CA Paris, Pôle 5 ch. 11, 10 février 2017, n° 15-01381

PARIS

Arrêt

Infirmation partielle

PARTIES

Demandeur :

Etnidis (SARL)

Défendeur :

Panini France (SA)

COMPOSITION DE LA JURIDICTION

Président :

M. Birolleau

Conseillers :

Mme Lis-Schaal, M. Thomas

Avocats :

Mes Tarczylo, Legon, Bernabe, Chemla

T. com.

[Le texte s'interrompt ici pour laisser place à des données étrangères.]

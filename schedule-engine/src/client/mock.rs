//! In-memory transit client for testing without API access.
//!
//! Responses are registered up front; each collaborator call can be given a
//! latency and an HTTP-style failure. Calls are recorded so tests can assert
//! what the engine asked for.

use std::collections::HashMap;
use std::sync::Arc;
use std::time::Duration;

use chrono::{DateTime, Utc};
use tokio::sync::Mutex;

use crate::domain::{Coordinate, Itinerary, RoutePattern, Station, TimeWindow, Trip};
use crate::source::{NearbyStationSource, RoutePatternSource, RouteTimetableSource, TripPlanner};

use super::error::ClientError;

/// A canned response: data, or the HTTP status of a failure.
#[derive(Debug, Clone)]
struct Canned<T> {
    outcome: Result<T, u16>,
    latency: Duration,
}

impl<T: Clone> Canned<T> {
    async fn serve(&self) -> Result<T, ClientError> {
        if !self.latency.is_zero() {
            tokio::time::sleep(self.latency).await;
        }
        self.outcome.clone().map_err(|status| ClientError::Api {
            status,
            message: "mock failure".to_string(),
        })
    }
}

/// Everything the engine asked the mock for.
#[derive(Debug, Default)]
struct CallLog {
    plans: Vec<Coordinate>,
    patterns: usize,
    timetables: Vec<TimeWindow>,
    stations: usize,
}

/// Mock client serving registered responses.
///
/// Unregistered plans, patterns and timetables answer with an empty list.
#[derive(Clone, Default)]
pub struct MockTransitClient {
    /// Keyed by destination `lat,lng`.
    plans: HashMap<String, Canned<Vec<Itinerary>>>,

    /// Keyed by `(organization, service)`.
    patterns: HashMap<(String, String), Canned<Vec<RoutePattern>>>,

    /// Keyed by `(route, is_next_day)` of the requested window.
    timetables: HashMap<(String, bool), Canned<Vec<Trip>>>,

    stations: Option<Canned<Vec<Station>>>,

    calls: Arc<Mutex<CallLog>>,
}

impl MockTransitClient {
    pub fn new() -> Self {
        Self::default()
    }

    /// Answer plans to `destination` with `itineraries` after `latency`.
    pub fn with_plan(
        mut self,
        destination: Coordinate,
        itineraries: Vec<Itinerary>,
        latency: Duration,
    ) -> Self {
        self.plans.insert(
            destination.as_place(),
            Canned {
                outcome: Ok(itineraries),
                latency,
            },
        );
        self
    }

    /// Fail plans to `destination` with `status` after `latency`.
    pub fn with_plan_failure(
        mut self,
        destination: Coordinate,
        status: u16,
        latency: Duration,
    ) -> Self {
        self.plans.insert(
            destination.as_place(),
            Canned {
                outcome: Err(status),
                latency,
            },
        );
        self
    }

    pub fn with_patterns(
        mut self,
        organization_id: &str,
        service_id: &str,
        patterns: Vec<RoutePattern>,
    ) -> Self {
        self.patterns.insert(
            (organization_id.to_string(), service_id.to_string()),
            Canned {
                outcome: Ok(patterns),
                latency: Duration::ZERO,
            },
        );
        self
    }

    pub fn with_patterns_failure(
        mut self,
        organization_id: &str,
        service_id: &str,
        status: u16,
    ) -> Self {
        self.patterns.insert(
            (organization_id.to_string(), service_id.to_string()),
            Canned {
                outcome: Err(status),
                latency: Duration::ZERO,
            },
        );
        self
    }

    /// Answer timetable requests for `route_id` whose window has the given
    /// `is_next_day` flag.
    pub fn with_timetable(mut self, route_id: &str, is_next_day: bool, trips: Vec<Trip>) -> Self {
        self.timetables.insert(
            (route_id.to_string(), is_next_day),
            Canned {
                outcome: Ok(trips),
                latency: Duration::ZERO,
            },
        );
        self
    }

    pub fn with_timetable_failure(mut self, route_id: &str, is_next_day: bool, status: u16) -> Self {
        self.timetables.insert(
            (route_id.to_string(), is_next_day),
            Canned {
                outcome: Err(status),
                latency: Duration::ZERO,
            },
        );
        self
    }

    pub fn with_stations(mut self, stations: Vec<Station>, latency: Duration) -> Self {
        self.stations = Some(Canned {
            outcome: Ok(stations),
            latency,
        });
        self
    }

    pub fn with_stations_failure(mut self, status: u16) -> Self {
        self.stations = Some(Canned {
            outcome: Err(status),
            latency: Duration::ZERO,
        });
        self
    }

    /// Destinations planned to, in call order.
    pub async fn plan_calls(&self) -> Vec<Coordinate> {
        self.calls.lock().await.plans.clone()
    }

    pub async fn pattern_calls(&self) -> usize {
        self.calls.lock().await.patterns
    }

    /// Windows requested for timetables, in call order.
    pub async fn timetable_calls(&self) -> Vec<TimeWindow> {
        self.calls.lock().await.timetables.clone()
    }

    pub async fn station_calls(&self) -> usize {
        self.calls.lock().await.stations
    }
}

impl TripPlanner for MockTransitClient {
    async fn plan(
        &self,
        _origin: Coordinate,
        destination: Coordinate,
        _depart_after: DateTime<Utc>,
    ) -> Result<Vec<Itinerary>, ClientError> {
        self.calls.lock().await.plans.push(destination);
        match self.plans.get(&destination.as_place()) {
            Some(canned) => canned.serve().await,
            None => Ok(Vec::new()),
        }
    }
}

impl RoutePatternSource for MockTransitClient {
    async fn list_patterns(
        &self,
        organization_id: &str,
        service_id: &str,
    ) -> Result<Vec<RoutePattern>, ClientError> {
        self.calls.lock().await.patterns += 1;
        let key = (organization_id.to_string(), service_id.to_string());
        match self.patterns.get(&key) {
            Some(canned) => canned.serve().await,
            None => Ok(Vec::new()),
        }
    }
}

impl RouteTimetableSource for MockTransitClient {
    async fn get_timetable(
        &self,
        _organization_id: &str,
        _service_id: &str,
        route_id: &str,
        window: TimeWindow,
    ) -> Result<Vec<Trip>, ClientError> {
        self.calls.lock().await.timetables.push(window);
        let key = (route_id.to_string(), window.is_next_day);
        match self.timetables.get(&key) {
            Some(canned) => canned.serve().await,
            None => Ok(Vec::new()),
        }
    }
}

impl NearbyStationSource for MockTransitClient {
    async fn nearby(&self, _origin: Coordinate, _radius: f64) -> Result<Vec<Station>, ClientError> {
        self.calls.lock().await.stations += 1;
        match &self.stations {
            Some(canned) => canned.serve().await,
            None => Ok(Vec::new()),
        }
    }
}
//! JSON API over the schedule engine.
//!
//! Exposes destination resolution, fixed-route schedules and nearby
//! stations to the display editor and preview renderers.

mod dto;
mod routes;
mod state;

pub use dto::*;
pub use routes::{AppError, create_router};
pub use state::AppState;
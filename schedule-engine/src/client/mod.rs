//! Transit data provider client.
//!
//! This module provides an HTTP client for a REST trip-planning provider,
//! implementing the engine's collaborator traits.
//!
//! Key characteristics of the provider:
//! - Plan legs carry epoch-millisecond times, converted here to seconds
//!   since service-day midnight
//! - Patterns are static per organization/service and safe to cache
//! - A timetable request may succeed with no trips at all

mod convert;
mod error;
mod http;
mod mock;
mod types;

pub use convert::ConversionError;
pub use error::ClientError;
pub use http::{ClientConfig, TransitClient};
pub use mock::MockTransitClient;
pub use types::{
    ItineraryDto, LegDto, PatternDto, PlaceDto, PlanResponse, StationDto, StopDto, StopTimeDto,
    TripDto,
};
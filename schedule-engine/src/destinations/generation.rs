//! Generation tokens and the caller-owned result store.
//!
//! Every run for a logical slot (e.g. one slide's destination table) starts
//! by taking a new generation. When the run finishes it commits its results
//! in full, and the commit is refused if a newer run has started since.
//! Late responses therefore never overwrite newer state.

use std::collections::HashMap;
use std::sync::{Mutex, MutexGuard, PoisonError};

use crate::error::EngineError;

/// Identifies one run for a slot.
#[derive(Debug, Clone, PartialEq, Eq, Hash)]
pub struct Generation {
    slot: String,
    value: u64,
}

impl Generation {
    pub fn slot(&self) -> &str {
        &self.slot
    }

    pub fn value(&self) -> u64 {
        self.value
    }
}

#[derive(Debug)]
struct Slot<T> {
    generation: u64,
    value: Option<T>,
}

/// Per-slot results, replaced in full by the latest generation only.
#[derive(Debug)]
pub struct ResultStore<T> {
    slots: Mutex<HashMap<String, Slot<T>>>,
}

impl<T: Clone> ResultStore<T> {
    pub fn new() -> Self {
        Self {
            slots: Mutex::new(HashMap::new()),
        }
    }

    fn lock(&self) -> MutexGuard<'_, HashMap<String, Slot<T>>> {
        self.slots.lock().unwrap_or_else(PoisonError::into_inner)
    }

    /// Start a new run for `slot`, superseding any run in flight.
    pub fn begin(&self, slot: &str) -> Generation {
        let mut slots = self.lock();
        let entry = slots.entry(slot.to_string()).or_insert(Slot {
            generation: 0,
            value: None,
        });
        entry.generation += 1;

        Generation {
            slot: slot.to_string(),
            value: entry.generation,
        }
    }

    /// Whether `generation` is still the latest run of its slot.
    pub fn is_current(&self, generation: &Generation) -> bool {
        self.lock()
            .get(&generation.slot)
            .is_some_and(|s| s.generation == generation.value)
    }

    /// Replace the slot's value if `generation` is still current.
    pub fn commit(&self, generation: &Generation, value: T) -> Result<(), EngineError> {
        let mut slots = self.lock();
        match slots.get_mut(&generation.slot) {
            Some(slot) if slot.generation == generation.value => {
                slot.value = Some(value);
                Ok(())
            }
            _ => Err(EngineError::StaleGeneration {
                slot: generation.slot.clone(),
                generation: generation.value,
            }),
        }
    }

    /// The last committed value of `slot`.
    pub fn get(&self, slot: &str) -> Option<T> {
        self.lock().get(slot).and_then(|s| s.value.clone())
    }
}

impl<T: Clone> Default for ResultStore<T> {
    fn default() -> Self {
        Self::new()
    }
}
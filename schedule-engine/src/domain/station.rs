//! Bike-share stations.

use serde::{Deserialize, Serialize};

use super::Coordinate;

/// A bike-share docking station near a screen.
#[derive(Debug, Clone, PartialEq, Serialize, Deserialize)]
#[serde(rename_all = "camelCase")]
pub struct Station {
    pub id: String,
    pub name: String,
    pub coordinates: Coordinate,
    pub bikes_available: Option<u32>,
    pub docks_available: Option<u32>,
}
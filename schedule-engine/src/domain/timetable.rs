//! Query windows and timetable trips.

use std::collections::HashMap;

use serde::{Deserialize, Serialize};

use super::DomainError;

/// A `[start_time, end_time)` query window in epoch milliseconds.
#[derive(Debug, Clone, Copy, PartialEq, Eq, Serialize, Deserialize)]
#[serde(rename_all = "camelCase")]
pub struct TimeWindow {
    pub start_time: i64,
    pub end_time: i64,

    /// The window looks past the current service period.
    pub is_next_day: bool,

    /// The window covers late service still belonging to today.
    pub is_later_today: bool,
}

impl TimeWindow {
    /// Check that the window spans a positive interval.
    pub fn validate(&self) -> Result<(), DomainError> {
        if self.start_time >= self.end_time {
            return Err(DomainError::InvalidWindow {
                start: self.start_time,
                end: self.end_time,
            });
        }
        Ok(())
    }
}

/// A scheduled departure from one stop.
#[derive(Debug, Clone, Copy, PartialEq, Eq, Serialize, Deserialize)]
#[serde(rename_all = "camelCase")]
pub struct Departure {
    /// Seconds since service-day midnight.
    pub scheduled: u32,

    /// Real-time prediction, seconds since service-day midnight.
    pub realtime: Option<u32>,

    /// Epoch seconds of the service day's midnight.
    pub service_day: i64,
}

/// One trip of a route as seen in a timetable.
#[derive(Debug, Clone, PartialEq, Serialize, Deserialize)]
#[serde(rename_all = "camelCase")]
pub struct Trip {
    pub trip_id: String,
    pub headsign: Option<String>,

    /// Departures keyed by stop id.
    pub stop_departures: HashMap<String, Departure>,
}

/// Total number of stop departures across `trips`.
///
/// A timetable with trips but no departures counts as empty.
pub fn count_stop_departures(trips: &[Trip]) -> usize {
    trips.iter().map(|t| t.stop_departures.len()).sum()
}

#[cfg(test)]
mod tests {
    use super::*;

    #[test]
    fn window_validation() {
        let ok = TimeWindow {
            start_time: 0,
            end_time: 10,
            is_next_day: false,
            is_later_today: false,
        };
        assert!(ok.validate().is_ok());

        let bad = TimeWindow {
            start_time: 10,
            end_time: 10,
            ..ok
        };
        assert_eq!(
            bad.validate(),
            Err(DomainError::InvalidWindow { start: 10, end: 10 })
        );
    }

    #[test]
    fn trips_without_departures_count_as_empty() {
        let trips = vec![Trip {
            trip_id: "t1".into(),
            headsign: None,
            stop_departures: HashMap::new(),
        }];
        assert_eq!(count_stop_departures(&trips), 0);
        assert_eq!(count_stop_departures(&[]), 0);
    }
}
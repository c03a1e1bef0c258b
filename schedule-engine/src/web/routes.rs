//! HTTP route handlers.

use axum::{
    Json, Router,
    extract::{Query, State},
    http::StatusCode,
    response::IntoResponse,
    routing::{get, post},
};
use tower_http::trace::TraceLayer;
use tracing::{debug, warn};

use crate::destinations::{DestinationScheduleAggregator, resolve_nearby_stations};
use crate::domain::Coordinate;
use crate::error::EngineError;
use crate::source::TransitSource;
use crate::timetable::{RouteData, RouteScheduleFetcher};

use super::dto::*;
use super::state::AppState;

/// Create the application router.
pub fn create_router<S: TransitSource>(state: AppState<S>) -> Router {
    Router::new()
        .route("/health", get(health))
        .route("/destinations/resolve", post(resolve_destinations::<S>))
        .route("/routes/schedule", get(route_schedule::<S>))
        .route("/stations/nearby", get(nearby_stations::<S>))
        .layer(TraceLayer::new_for_http())
        .with_state(state)
}

/// Health check endpoint.
async fn health() -> &'static str {
    "ok"
}

/// Resolve a destination table for one display slot.
async fn resolve_destinations<S: TransitSource>(
    State(state): State<AppState<S>>,
    Json(req): Json<ResolveRequest>,
) -> Result<Json<ResolveResponse>, AppError> {
    if !req.origin.is_valid() {
        return Err(AppError::BadRequest {
            message: format!("invalid origin {}", req.origin),
        });
    }
    if let Some(bad) = req.destinations.iter().find(|d| !d.coordinates.is_valid()) {
        return Err(AppError::BadRequest {
            message: format!("invalid coordinates for destination {}", bad.name),
        });
    }

    let generation = state.destinations.begin(&req.slot);
    let previous = match req.previous {
        Some(rows) => rows,
        None => state.destinations.get(&req.slot).unwrap_or_default(),
    };

    let aggregator = DestinationScheduleAggregator::new(state.source.as_ref(), &state.config);
    let resolution = aggregator
        .resolve_destinations(req.origin, &req.destinations, &previous)
        .await;

    let stale = match state
        .destinations
        .commit(&generation, resolution.results.clone())
    {
        Ok(()) => false,
        Err(e) => {
            debug!(error = %e, "Discarding superseded destination rows");
            true
        }
    };

    Ok(Json(ResolveResponse {
        results: resolution.results,
        any_succeeded: resolution.any_succeeded,
        stale,
    }))
}

/// Pattern and timetable of a fixed route.
async fn route_schedule<S: TransitSource>(
    State(state): State<AppState<S>>,
    Query(query): Query<RouteScheduleQuery>,
) -> Result<Json<RouteData>, AppError> {
    let route = query.route_info();
    let fetcher = RouteScheduleFetcher::new(state.source.as_ref(), &state.config);
    let data = fetcher
        .fetch_complete_route_data(&route, query.skip_patterns)
        .await?;

    Ok(Json(data))
}

/// Bike-share stations around a point.
async fn nearby_stations<S: TransitSource>(
    State(state): State<AppState<S>>,
    Query(query): Query<NearbyStationsQuery>,
) -> Result<Json<NearbyStationsResponse>, AppError> {
    let origin = Coordinate::new(query.lat, query.lng);
    let slot = query.slot();
    let generation = state.stations.begin(&slot);
    let previous = state.stations.get(&slot).unwrap_or_default();

    let resolution = resolve_nearby_stations(
        state.source.as_ref(),
        &state.config,
        origin,
        query.radius,
        &previous,
    )
    .await?;

    if resolution.fresh {
        if let Err(e) = state.stations.commit(&generation, resolution.stations.clone()) {
            debug!(error = %e, "Discarding superseded station list");
        }
    }

    Ok(Json(NearbyStationsResponse {
        stations: resolution.stations,
        fresh: resolution.fresh,
    }))
}

/// Application error type.
#[derive(Debug)]
pub enum AppError {
    BadRequest { message: String },
    BadGateway { message: String },
    Internal { message: String },
}

impl From<EngineError> for AppError {
    fn from(e: EngineError) -> Self {
        match e {
            EngineError::InvalidInput(message) => AppError::BadRequest { message },
            EngineError::UpstreamUnavailable { .. } => AppError::BadGateway {
                message: e.to_string(),
            },
            EngineError::StaleGeneration { .. } => AppError::Internal {
                message: e.to_string(),
            },
        }
    }
}

impl IntoResponse for AppError {
    fn into_response(self) -> axum::response::Response {
        let (status, message) = match self {
            AppError::BadRequest { message } => (StatusCode::BAD_REQUEST, message),
            AppError::BadGateway { message } => (StatusCode::BAD_GATEWAY, message),
            AppError::Internal { message } => (StatusCode::INTERNAL_SERVER_ERROR, message),
        };

        warn!(%status, %message, "Request failed");

        let body = Json(ErrorResponse { error: message });
        (status, body).into_response()
    }
}
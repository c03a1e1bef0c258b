//! Itineraries and their legs.
//!
//! Leg board/alight times are **seconds since midnight of the service day**,
//! not wall-clock milliseconds. Services running past midnight keep counting
//! upward (a 00:30 arrival on a late trip is 88200), so these values can
//! exceed 86400 and must never be compared against epoch timestamps.

use serde::{Deserialize, Serialize};

use super::{Coordinate, DomainError};

/// How a leg is travelled.
#[derive(Debug, Clone, Copy, PartialEq, Eq, Hash, Serialize, Deserialize)]
#[serde(rename_all = "SCREAMING_SNAKE_CASE")]
pub enum Mode {
    Walk,
    Bicycle,
    Bus,
    Tram,
    Subway,
    Rail,
    Ferry,
    CableCar,
    Gondola,
    Funicular,
    Other,
}

impl Mode {
    /// Parse a provider mode string. Unknown modes map to `Other`.
    pub fn parse(s: &str) -> Self {
        match s.to_ascii_uppercase().as_str() {
            "WALK" => Mode::Walk,
            "BICYCLE" | "BIKE" => Mode::Bicycle,
            "BUS" | "COACH" => Mode::Bus,
            "TRAM" | "STREETCAR" | "LIGHT_RAIL" => Mode::Tram,
            "SUBWAY" | "METRO" => Mode::Subway,
            "RAIL" | "TRAIN" => Mode::Rail,
            "FERRY" => Mode::Ferry,
            "CABLE_CAR" => Mode::CableCar,
            "GONDOLA" => Mode::Gondola,
            "FUNICULAR" => Mode::Funicular,
            _ => Mode::Other,
        }
    }

    /// Whether this mode rides a scheduled vehicle.
    pub fn is_transit(&self) -> bool {
        !matches!(self, Mode::Walk | Mode::Bicycle)
    }
}

/// One end of a leg.
#[derive(Debug, Clone, PartialEq, Serialize, Deserialize)]
#[serde(rename_all = "camelCase")]
pub struct Place {
    pub name: String,

    /// Stop id, absent for street locations such as the rider's origin.
    pub stop_id: Option<String>,

    pub coordinates: Coordinate,
}

/// Route details carried by transit legs.
#[derive(Debug, Clone, PartialEq, Eq, Serialize, Deserialize)]
#[serde(rename_all = "camelCase")]
pub struct TransitDetails {
    pub route_short_name: String,
    pub route_color: Option<String>,
    pub route_text_color: Option<String>,
    pub headsign: Option<String>,
}

/// One uninterrupted segment of an itinerary.
#[derive(Debug, Clone, PartialEq, Serialize, Deserialize)]
#[serde(rename_all = "camelCase")]
pub struct Leg {
    pub mode: Mode,
    pub duration_seconds: u32,
    pub from: Place,
    pub to: Place,

    /// Seconds since service-day midnight when the leg starts.
    pub board_time: u32,

    /// Seconds since service-day midnight when the leg ends.
    pub alight_time: u32,

    /// Present for transit legs only.
    pub transit: Option<TransitDetails>,
}

impl Leg {
    /// Whether this is a walking leg.
    pub fn is_walk(&self) -> bool {
        self.mode == Mode::Walk
    }

    /// Route short name, for transit legs.
    pub fn route_short_name(&self) -> Option<&str> {
        self.transit.as_ref().map(|t| t.route_short_name.as_str())
    }
}

/// A complete origin to destination trip plan.
///
/// Legs are contiguous in time: each leg boards no earlier than the
/// previous one alights. This is checked on construction and preserved by
/// [`Itinerary::retain_legs`], since removing legs from an ordered sequence
/// keeps it ordered.
#[derive(Debug, Clone, PartialEq)]
pub struct Itinerary {
    legs: Vec<Leg>,
    start_time: i64,
    end_time: i64,
    duration_seconds: u32,
}

impl Itinerary {
    /// Create a validated itinerary.
    ///
    /// `start_time` and `end_time` are epoch milliseconds.
    pub fn new(
        legs: Vec<Leg>,
        start_time: i64,
        end_time: i64,
        duration_seconds: u32,
    ) -> Result<Self, DomainError> {
        if end_time < start_time {
            return Err(DomainError::InvertedItinerary);
        }

        for (index, pair) in legs.windows(2).enumerate() {
            if pair[0].alight_time > pair[1].board_time {
                return Err(DomainError::NonContiguousLegs { index: index + 1 });
            }
        }

        Ok(Self {
            legs,
            start_time,
            end_time,
            duration_seconds,
        })
    }

    pub fn legs(&self) -> &[Leg] {
        &self.legs
    }

    /// Departure, epoch milliseconds.
    pub fn start_time(&self) -> i64 {
        self.start_time
    }

    /// Arrival, epoch milliseconds.
    pub fn end_time(&self) -> i64 {
        self.end_time
    }

    pub fn duration_seconds(&self) -> u32 {
        self.duration_seconds
    }

    /// Keep only the legs matching `keep`.
    ///
    /// Aggregate times and duration are left as they are.
    pub fn retain_legs<F>(&mut self, keep: F)
    where
        F: FnMut(&Leg) -> bool,
    {
        self.legs.retain(keep);
    }

    /// Take ownership of the legs.
    pub fn into_legs(self) -> Vec<Leg> {
        self.legs
    }
}

#[cfg(test)]
pub(crate) mod test_support {
    use super::*;

    fn place(name: &str) -> Place {
        Place {
            name: name.to_string(),
            stop_id: Some(name.to_lowercase()),
            coordinates: Coordinate::new(45.5, -73.6),
        }
    }

    /// A walk leg between `board` and `board + duration`.
    pub fn walk(board: u32, duration: u32) -> Leg {
        Leg {
            mode: Mode::Walk,
            duration_seconds: duration,
            from: place("A"),
            to: place("B"),
            board_time: board,
            alight_time: board + duration,
            transit: None,
        }
    }

    /// A bus leg on route `route` between `board` and `board + duration`.
    pub fn bus(route: &str, board: u32, duration: u32) -> Leg {
        Leg {
            mode: Mode::Bus,
            duration_seconds: duration,
            from: place("B"),
            to: place("C"),
            board_time: board,
            alight_time: board + duration,
            transit: Some(TransitDetails {
                route_short_name: route.to_string(),
                route_color: Some("009EE0".to_string()),
                route_text_color: Some("FFFFFF".to_string()),
                headsign: Some("Downtown".to_string()),
            }),
        }
    }

    /// An itinerary whose duration is taken from its legs' span.
    pub fn itinerary(legs: Vec<Leg>) -> Itinerary {
        let board = legs.first().map(|l| l.board_time).unwrap_or(0);
        let alight = legs.last().map(|l| l.alight_time).unwrap_or(0);
        let base = 1_710_489_600_000_i64;
        Itinerary::new(
            legs,
            base + i64::from(board) * 1000,
            base + i64::from(alight) * 1000,
            alight - board,
        )
        .unwrap()
    }
}

#[cfg(test)]
mod tests {
    use super::test_support::*;
    use super::*;

    #[test]
    fn mode_parsing() {
        assert_eq!(Mode::parse("WALK"), Mode::Walk);
        assert_eq!(Mode::parse("bus"), Mode::Bus);
        assert_eq!(Mode::parse("METRO"), Mode::Subway);
        assert_eq!(Mode::parse("hovercraft"), Mode::Other);
        assert!(Mode::Bus.is_transit());
        assert!(!Mode::Walk.is_transit());
    }

    #[test]
    fn contiguous_legs_accepted() {
        let legs = vec![walk(100, 300), bus("51", 400, 900), walk(1300, 120)];
        let it = Itinerary::new(legs, 0, 1_320_000, 1320).unwrap();
        assert_eq!(it.legs().len(), 3);
    }

    #[test]
    fn overlapping_legs_rejected() {
        let legs = vec![walk(100, 300), bus("51", 350, 900)];
        let err = Itinerary::new(legs, 0, 1_000, 1).unwrap_err();
        assert_eq!(err, DomainError::NonContiguousLegs { index: 1 });
    }

    #[test]
    fn inverted_itinerary_rejected() {
        let err = Itinerary::new(vec![], 10, 5, 0).unwrap_err();
        assert_eq!(err, DomainError::InvertedItinerary);
    }

    #[test]
    fn retain_legs_keeps_aggregates() {
        let mut it = itinerary(vec![walk(0, 60), bus("24", 60, 600)]);
        let duration = it.duration_seconds();
        it.retain_legs(|l| !l.is_walk());
        assert_eq!(it.legs().len(), 1);
        assert_eq!(it.duration_seconds(), duration);
    }

    #[test]
    fn leg_serializes_camel_case() {
        let json = serde_json::to_value(bus("80", 0, 60)).unwrap();
        assert_eq!(json["mode"], "BUS");
        assert_eq!(json["durationSeconds"], 60);
        assert_eq!(json["transit"]["routeShortName"], "80");
    }
}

Paris, du 15 déc. 2014

15 décembre 2014

Faits et procédure

La société Etnidis, qui exerce l'activité de commerce en gros de téléphones portables, a, depuis février 2010, pour fournisseur la société Panini.

Le 7 juin 2012, Panini a avisé Etnidis qu'elle réorganisait son activité et qu'elle solliciterait Etnidis lorsqu'elle aurait des téléphones à lui proposer et en conséquence ne répondrait plus à ses demandes. Cette réorganisation a été le prélude de la cession de sa branche téléphonie mobile intervenue le 31 décembre 2012.

S'estimant victime d'une rupture brutale de la relation commerciale de la part de Panini, Etnidis a, sur le fondement de l'article L. 442-6 I 5° du Code de commerce, saisi le Tribunal de commerce de Paris.

Parallèlement, Panini a saisi le Tribunal de commerce de Nanterre pour obtenir le paiement de sommes qu'elle estimait qu'Etnidis lui devait. Le Tribunal de commerce de Nanterre s'est déclaré incompétent et a renvoyé les parties devant le Tribunal de commerce de Paris ainsi saisi de ces deux affaires connexes.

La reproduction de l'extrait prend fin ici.